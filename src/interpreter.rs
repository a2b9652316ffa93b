//! # interpreter
//!
//! Fetch, decode and execute for one CHIP-8 machine. The interpreter owns the
//! machine state outright; the display and keypad are whatever the host hands
//! in (owned, or borrowed through `&mut`).
//!
//! Step contract:
//!  * a step executes exactly one instruction and returns `Continue`, or
//!  * returns `AwaitingKey` for `fx0a` with no key available; `pc` is left on
//!    the `fx0a` so the next step decodes it again, or
//!  * returns a `Fault`, in which case nothing changed and `pc` still points at
//!    the offending instruction. The host picks between halting and
//!    `skip_instruction`.
//!
//! Timers only move in `tick_timers`, never inside a step.
use crate::display::Display;
use crate::error::{Error, Fault, MemoryOp};
use crate::input::Keypad;
use crate::memory::{
    Chip8MemoryMap, MemoryMap, DISPLAY_HEIGHT, DISPLAY_WIDTH, MEMORY_SIZE, PROGRAM_ADDR,
    STACK_SLOTS,
};
use crate::opcode::{decode, Instruction};
use crate::sprite;
use crate::state::MachineState;
use log::{debug, trace, warn};
use rand::rngs::StdRng;
use rand::{RngCore, SeedableRng};
use std::io;

const VF: usize = 0xf;
const ADDR_MASK: u16 = 0x0fff;

#[derive(Clone, Copy, Debug, PartialEq, Eq)]
pub enum StepStatus {
    Continue,
    /// `fx0a` is waiting on the keypad; step again once a key might be down
    AwaitingKey,
}

pub struct Chip8Interpreter<D, K> {
    state: MachineState,
    display: D,
    keypad: K,
    rng: Box<dyn RngCore>,
}

impl<D: Display, K: Keypad> Chip8Interpreter<D, K> {
    /// fresh machine, `pc` at 0x200, empty stack, random numbers from OS entropy
    pub fn new(display: D, keypad: K) -> Self {
        Chip8Interpreter {
            state: MachineState::new(),
            display,
            keypad,
            rng: Box::new(StdRng::from_entropy()),
        }
    }

    /// repeatable `cxkk` results
    pub fn with_seed(self, seed: u64) -> Self {
        self.with_rng(Box::new(StdRng::seed_from_u64(seed)))
    }

    pub fn with_rng(mut self, rng: Box<dyn RngCore>) -> Self {
        self.rng = rng;
        self
    }

    /// copy a program image into the program region at 0x200. Registers and
    /// `pc` are untouched; an empty or oversized program changes nothing.
    pub fn load(&mut self, program: &[u8]) -> Result<(), Fault> {
        self.state.memory.load_program(program)?;
        debug!("loaded {} byte program", program.len());
        Ok(())
    }

    /// load a chip8 program from a reader
    pub fn load_from(&mut self, reader: &mut impl io::Read) -> Result<(), Error> {
        let mut program = Vec::new();
        reader.read_to_end(&mut program)?;
        self.load(&program)?;
        Ok(())
    }

    /// execute exactly one instruction
    pub fn step(&mut self) -> Result<StepStatus, Fault> {
        let address = self.state.pc;
        let result = self.fetch().and_then(|opcode| match decode(opcode) {
            Some(instruction) => {
                trace!("{:#05x}: {:04x}  {}", address, opcode, instruction);
                if !instruction.always_branches() {
                    check_next_pc(self.state.pc)?;
                }
                self.execute(instruction, address)
            }
            None => Err(Fault::IllegalOpcode { opcode, address }),
        });

        match result {
            Ok(StepStatus::Continue) => {}
            Ok(StepStatus::AwaitingKey) => self.state.pc = address,
            Err(ref fault) => {
                debug!("{}", fault);
                self.state.pc = address;
            }
        }
        let status = result?;
        self.present();
        Ok(status)
    }

    /// count both timers down by one, stopping at zero; call at 60Hz
    pub fn tick_timers(&mut self) {
        self.state.dt = self.state.dt.saturating_sub(1);
        self.state.st = self.state.st.saturating_sub(1);
    }

    /// step over the instruction at `pc` without running it; refuses to
    /// step off the end of memory
    pub fn skip_instruction(&mut self) -> Result<(), Fault> {
        let next = self.state.pc.saturating_add(2);
        check_next_pc(next)?;
        self.state.pc = next;
        Ok(())
    }

    fn fetch(&mut self) -> Result<u16, Fault> {
        let pc = self.state.pc;
        let opcode = self
            .state
            .memory
            .get_word(pc)
            .ok_or(Fault::MemoryRangeFault {
                op: MemoryOp::Fetch,
                base: pc,
                length: 2,
            })?;
        self.state.pc = pc + 2;
        Ok(opcode)
    }

    /// Nothing in here may touch state before every check that can fail has
    /// passed; `step` only has `pc` to put back.
    fn execute(&mut self, instruction: Instruction, address: u16) -> Result<StepStatus, Fault> {
        use Instruction::*;

        let s = &mut self.state;
        match instruction {
            Sys(nnn) => debug!("ignoring SYS {:#05x} at {:#05x}", nnn, address),
            Cls => {
                s.memory.framebuffer_mut().fill(0);
                s.dirty = true;
            }
            Ret => {
                if s.sp >= STACK_SLOTS {
                    return Err(Fault::StackUnderflow { address });
                }
                let slot = Chip8MemoryMap::stack_slot_addr(s.sp);
                let target = s.memory.get_word(slot).ok_or(Fault::MemoryRangeFault {
                    op: MemoryOp::Stack,
                    base: slot,
                    length: 2,
                })?;
                check_jump(target)?;
                s.sp += 1;
                s.pc = target;
            }
            Jp(nnn) => {
                check_jump(nnn)?;
                s.pc = nnn;
            }
            Call(nnn) => {
                check_jump(nnn)?;
                if s.sp == 0 {
                    return Err(Fault::StackOverflow { address });
                }
                let slot = Chip8MemoryMap::stack_slot_addr(s.sp - 1);
                // pc already points past the call
                s.memory.set_word(slot, s.pc).ok_or(Fault::MemoryRangeFault {
                    op: MemoryOp::Stack,
                    base: slot,
                    length: 2,
                })?;
                s.sp -= 1;
                s.pc = nnn;
            }
            SeImm(x, kk) => {
                let hit = s.v[x as usize] == kk;
                skip_if(s, hit)?;
            }
            SneImm(x, kk) => {
                let hit = s.v[x as usize] != kk;
                skip_if(s, hit)?;
            }
            SeReg(x, y) => {
                let hit = s.v[x as usize] == s.v[y as usize];
                skip_if(s, hit)?;
            }
            SneReg(x, y) => {
                let hit = s.v[x as usize] != s.v[y as usize];
                skip_if(s, hit)?;
            }
            LdImm(x, kk) => s.v[x as usize] = kk,
            AddImm(x, kk) => s.v[x as usize] = s.v[x as usize].wrapping_add(kk),
            LdReg(x, y) => s.v[x as usize] = s.v[y as usize],
            Or(x, y) => s.v[x as usize] |= s.v[y as usize],
            And(x, y) => s.v[x as usize] &= s.v[y as usize],
            Xor(x, y) => s.v[x as usize] ^= s.v[y as usize],
            // the flag always goes in last, from the operands as they were, so
            // VF as an operand still gets its flag
            AddReg(x, y) => {
                let (vx, vy) = (s.v[x as usize], s.v[y as usize]);
                let (sum, carry) = vx.overflowing_add(vy);
                s.v[x as usize] = sum;
                s.v[VF] = carry as u8;
            }
            Sub(x, y) => {
                let (vx, vy) = (s.v[x as usize], s.v[y as usize]);
                s.v[x as usize] = vx.wrapping_sub(vy);
                s.v[VF] = (vx > vy) as u8;
            }
            Shr(x, _) => {
                let vx = s.v[x as usize];
                s.v[x as usize] = vx >> 1;
                s.v[VF] = vx & 0x01;
            }
            Subn(x, y) => {
                let (vx, vy) = (s.v[x as usize], s.v[y as usize]);
                s.v[x as usize] = vy.wrapping_sub(vx);
                s.v[VF] = (vy > vx) as u8;
            }
            Shl(x, _) => {
                let vx = s.v[x as usize];
                s.v[x as usize] = vx << 1;
                s.v[VF] = vx >> 7;
            }
            LdI(nnn) => s.i = nnn,
            JpV0(nnn) => {
                let target = (nnn + s.v[0] as u16) & ADDR_MASK;
                check_jump(target)?;
                s.pc = target;
            }
            Rnd(x, kk) => s.v[x as usize] = (self.rng.next_u32() as u8) & kk,
            Drw(x, y, n) => {
                let base = s.i & ADDR_MASK;
                let len = n as usize;
                let mut rows = [0u8; 16];
                let sprite_rows = s.memory.get_ro_slice(base, len).ok_or(Fault::MemoryRangeFault {
                    op: MemoryOp::Sprite,
                    base,
                    length: n as u16,
                })?;
                rows[..len].copy_from_slice(sprite_rows);

                let (px, py) = (s.v[x as usize], s.v[y as usize]);
                let collision = sprite::draw(s.memory.framebuffer_mut(), px, py, &rows[..len]);
                s.v[VF] = collision as u8;
                s.dirty = true;
            }
            Skp(x) => {
                let held = self.keypad.is_held(s.v[x as usize] & 0xf);
                skip_if(s, held)?;
            }
            Sknp(x) => {
                let held = self.keypad.is_held(s.v[x as usize] & 0xf);
                skip_if(s, !held)?;
            }
            LdVxDt(x) => s.v[x as usize] = s.dt,
            LdVxKey(x) => match self.keypad.wait_for_key() {
                Some(key) => s.v[x as usize] = key & 0xf,
                None => return Ok(StepStatus::AwaitingKey),
            },
            LdDtVx(x) => s.dt = s.v[x as usize],
            LdStVx(x) => s.st = s.v[x as usize],
            AddI(x) => s.i = (s.i + s.v[x as usize] as u16) & ADDR_MASK,
            LdFont(x) => s.i = Chip8MemoryMap::glyph_addr(s.v[x as usize]),
            Bcd(x) => {
                let base = s.i & ADDR_MASK;
                let vx = s.v[x as usize];
                let digits = s.memory.get_rw_slice(base, 3).ok_or(Fault::MemoryRangeFault {
                    op: MemoryOp::Bcd,
                    base,
                    length: 3,
                })?;
                digits.copy_from_slice(&bcd(vx));
                if Chip8MemoryMap::overlaps_display(base, 3) {
                    s.dirty = true;
                }
            }
            StoreRegs(x) => {
                let base = s.i & ADDR_MASK;
                let len = x as usize + 1;
                let target = s.memory.get_rw_slice(base, len).ok_or(Fault::MemoryRangeFault {
                    op: MemoryOp::Store,
                    base,
                    length: len as u16,
                })?;
                target.copy_from_slice(&s.v[..len]);
                if Chip8MemoryMap::overlaps_display(base, len) {
                    s.dirty = true;
                }
                s.i = (base + len as u16) & ADDR_MASK;
            }
            LoadRegs(x) => {
                let base = s.i & ADDR_MASK;
                let len = x as usize + 1;
                let source = s.memory.get_ro_slice(base, len).ok_or(Fault::MemoryRangeFault {
                    op: MemoryOp::Load,
                    base,
                    length: len as u16,
                })?;
                s.v[..len].copy_from_slice(source);
                s.i = (base + len as u16) & ADDR_MASK;
            }
        }
        Ok(StepStatus::Continue)
    }

    /// hand the framebuffer to the display if it changed; a failing display
    /// keeps the dirty flag so the next step tries again
    fn present(&mut self) {
        if !self.state.dirty {
            return;
        }
        match self.display.present(
            DISPLAY_WIDTH,
            DISPLAY_HEIGHT,
            self.state.memory.framebuffer(),
        ) {
            Ok(()) => self.state.dirty = false,
            Err(e) => warn!("display: {}", e),
        }
    }

    pub fn pc(&self) -> u16 {
        self.state.pc
    }

    pub fn sp(&self) -> u16 {
        self.state.sp
    }

    pub fn i(&self) -> u16 {
        self.state.i
    }

    pub fn dt(&self) -> u8 {
        self.state.dt
    }

    pub fn st(&self) -> u8 {
        self.state.st
    }

    /// V0-VF; `None` past VF
    pub fn v(&self, register: u8) -> Option<u8> {
        self.state.v.get(register as usize).copied()
    }

    /// VF
    pub fn flag(&self) -> u8 {
        self.state.v[VF]
    }

    pub fn read_byte(&self, addr: u16) -> Option<u8> {
        self.state.memory.get_byte(addr)
    }

    pub fn read_word(&self, addr: u16) -> Option<u16> {
        self.state.memory.get_word(addr)
    }

    pub fn stack_empty(&self) -> bool {
        self.state.sp >= STACK_SLOTS
    }

    /// the return address on top of the stack
    pub fn stack_peek(&self) -> Option<u16> {
        if self.stack_empty() {
            return None;
        }
        self.read_word(Chip8MemoryMap::stack_slot_addr(self.state.sp))
    }

    pub fn framebuffer(&self) -> &[u8] {
        self.state.memory.framebuffer()
    }

    pub fn is_dirty(&self) -> bool {
        self.state.dirty
    }

    pub fn state(&self) -> &MachineState {
        &self.state
    }

    /// registers as text, for logging
    pub fn dump(&self) -> String {
        self.state.to_string()
    }

    pub fn display(&self) -> &D {
        &self.display
    }

    pub fn keypad_mut(&mut self) -> &mut K {
        &mut self.keypad
    }
}

fn skip_if(s: &mut MachineState, condition: bool) -> Result<(), Fault> {
    if condition {
        let next = s.pc + 2;
        check_next_pc(next)?;
        s.pc = next;
    }
    Ok(())
}

/// the next instruction has to be somewhere in memory
fn check_next_pc(pc: u16) -> Result<(), Fault> {
    if (pc as usize) < MEMORY_SIZE {
        Ok(())
    } else {
        Err(Fault::MemoryRangeFault {
            op: MemoryOp::Fetch,
            base: pc,
            length: 2,
        })
    }
}

/// control may only land on an even address inside the program area
fn check_jump(target: u16) -> Result<(), Fault> {
    let in_range = target >= PROGRAM_ADDR && (target as usize) < MEMORY_SIZE - 1;
    if in_range && target % 2 == 0 {
        Ok(())
    } else {
        Err(Fault::MemoryRangeFault {
            op: MemoryOp::Jump,
            base: target,
            length: 2,
        })
    }
}

/// hundreds, tens, ones
fn bcd(value: u8) -> [u8; 3] {
    [value / 100, (value / 10) % 10, value % 10]
}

****************************************

WORK ITEM: Looking at the entries above, can you reproduce exactly the lines from the one that holds "AddI(x) => s.i" through the one that holds "digits.copy_from_slice(&bcd(vx));", and only those?

SOLUTION TO THE EXERCISE:
            AddI(x) => s.i = (s.i + s.v[x as usize] as u16) & ADDR_MASK,
            LdFont(x) => s.i = Chip8MemoryMap::glyph_addr(s.v[x as usize]),
            Bcd(x) => {
                let base = s.i & ADDR_MASK;
                let vx = s.v[x as usize];
                let digits = s.memory.get_rw_slice(base, 3).ok_or(Fault::MemoryRangeFault {
                    op: MemoryOp::Bcd,
                    base,
                    length: 3,
                })?;
                digits.copy_from_slice(&bcd(vx));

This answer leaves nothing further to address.